«Karanlığa küfredeceğine bir mum yak.» diyor Konfüçyüs ve hemen ardından Hz. Mevlana; «Bir mum diğer mumu tutuşturmakla ışığından bir şey kaybetmez.» diyor ve ekliyor…
Her gün bir yerden göçmek ne iyi,
Her gün bir yere konmak ne güzel,
Bulanmadan, donmadan akmak, ne hoş!
Dünle beraber gitti cancağzım,
Ne kadar söz varsa düne ait,
Şimdi yeni şeyler söylemek lazım...
Dün; konuşurken, sözünü ederken, hakkında bahsederken, özlediğimiz, hasret duyduğumuz geçmişimizin, anılarımızın, hatıralarımızın ve onları yaşadığımız zamanın geride kalan, akıp gitmiş bir parçasıdır.

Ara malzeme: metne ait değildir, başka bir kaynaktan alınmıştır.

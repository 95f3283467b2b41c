use anyhow::{Context, Result};
use figment::{
    providers::{Env, Format, Serialized, Toml},
    Figment,
};
use serde::{Deserialize, Serialize};
use std::net::{IpAddr, Ipv4Addr, SocketAddr};
use std::path::{Path, PathBuf};

pub const DEFAULT_PORT: u16 = 3000;
pub const DEFAULT_CONFIG_FILE: &str = "cliprelay.toml";
pub const ENV_PREFIX: &str = "CLIPRELAY_";

/// Relay server configuration.
/// Layered: defaults < toml file < CLIPRELAY_* env < PORT env < cli flags
#[derive(Clone, Debug, Serialize, Deserialize, PartialEq)]
#[serde(default)]
pub struct RelayConfig {
    pub host: IpAddr,
    pub port: u16,
    /// Root directory holding one subdirectory per session
    pub upload_root: PathBuf,
    /// Static front-end, served as router fallback when present
    pub public_dir: Option<PathBuf>,
    pub max_upload_bytes: usize,
    /// Used when the uploaded clip's original filename has no usable extension
    pub default_extension: String,
    /// Honor X-Forwarded-* headers when building session links
    pub trust_proxy: bool,
}

impl Default for RelayConfig {
    fn default() -> Self {
        Self {
            host: IpAddr::V4(Ipv4Addr::UNSPECIFIED),
            port: DEFAULT_PORT,
            upload_root: PathBuf::from("uploads"),
            public_dir: Some(PathBuf::from("public")),
            max_upload_bytes: 100 * 1024 * 1024, // 100 MB
            default_extension: ".webm".to_string(),
            trust_proxy: false,
        }
    }
}

impl RelayConfig {
    /// Load config from an optional toml file plus environment.
    ///
    /// When `file` is `None` the default `cliprelay.toml` is read if it
    /// exists in the working directory; an explicitly named file must exist.
    pub fn load(file: Option<&Path>) -> Result<Self> {
        let mut figment = Figment::from(Serialized::defaults(RelayConfig::default()));

        match file {
            Some(path) => {
                if !path.exists() {
                    anyhow::bail!("Config file not found: {}", path.display());
                }
                figment = figment.merge(Toml::file(path));
            }
            None => figment = figment.merge(Toml::file(DEFAULT_CONFIG_FILE)),
        }

        Self::from_figment(figment.merge(Env::prefixed(ENV_PREFIX)).merge(Env::raw().only(&["PORT"])))
    }

    fn from_figment(figment: Figment) -> Result<Self> {
        let config: RelayConfig = figment.extract().context("Invalid configuration")?;
        config.validate()?;
        Ok(config)
    }

    pub fn validate(&self) -> Result<()> {
        if self.upload_root.as_os_str().is_empty() {
            anyhow::bail!("upload_root must not be empty");
        }
        if self.max_upload_bytes == 0 {
            anyhow::bail!("max_upload_bytes must be greater than zero");
        }
        if !self.default_extension.starts_with('.') || self.default_extension.len() < 2 {
            anyhow::bail!(
                "default_extension must look like \".ext\", got {:?}",
                self.default_extension
            );
        }
        Ok(())
    }

    pub fn bind_addr(&self) -> SocketAddr {
        SocketAddr::new(self.host, self.port)
    }
}
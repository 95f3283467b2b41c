//! Stored filename generation.
//!
//! Names are `<unix millis>_<uuid v4><.ext>`. The random part alone keeps
//! concurrent uploads to one session from colliding, no locking involved.

use std::path::Path;
use std::time::{SystemTime, UNIX_EPOCH};
use uuid::Uuid;

const MAX_EXTENSION_LEN: usize = 16;

/// Extension (with leading dot) of the client's original filename.
///
/// Only the last path component is looked at, and only plain ascii
/// alphanumeric extensions are kept. Anything else yields `None`.
pub fn extension_of(original_filename: &str) -> Option<String> {
    // browsers on windows can send "C:\fakepath\clip.webm"
    let last = original_filename
        .rsplit(['/', '\\'])
        .next()
        .unwrap_or(original_filename);

    let ext = Path::new(last).extension()?.to_str()?;

    if ext.is_empty()
        || ext.len() > MAX_EXTENSION_LEN
        || !ext.chars().all(|c| c.is_ascii_alphanumeric())
    {
        return None;
    }

    Some(format!(".{}", ext))
}

/// Generate a fresh stored filename for an upload
pub fn generate(original_filename: Option<&str>, default_extension: &str) -> String {
    let ext = original_filename
        .and_then(extension_of)
        .unwrap_or_else(|| default_extension.to_string());

    format!("{}_{}{}", unix_millis(), Uuid::new_v4(), ext)
}

fn unix_millis() -> u128 {
    SystemTime::now()
        .duration_since(UNIX_EPOCH)
        .map(|d| d.as_millis())
        .unwrap_or(0) // clock before 1970, random part still unique
}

Bugün; geçmişimizle karşılaştırdığımız, mukayese ettiğimiz, ölçeklendirdiğimiz, hayalini kurduğumuz bir hayatı kazanmak için içinde mücadele verdiğimiz zamanın önümüzden akıp giden bir parçasıdır.
Yarın ise; bugünden sonra bilinmeyen bir geleceğe doğru koşar adımlarla yürüdüğümüz, «hadi bir an önce olsun» diye sabırsızlandığımız, kendi ömrümüzle sınırlı ve adına «yaşam» dediğimiz kendi hayatımızın sonunda duracak zaman parçasıdır.
Dün geçmişte kaldı…
Bugün umut var…
Yarın ise belki ve meçhul…
Güneş her insanın üzerine aynı doğsa da…
Ve fakat aynı ışığı, aynı ısıyı vermese, aynı sıcaklığı yaymasa da…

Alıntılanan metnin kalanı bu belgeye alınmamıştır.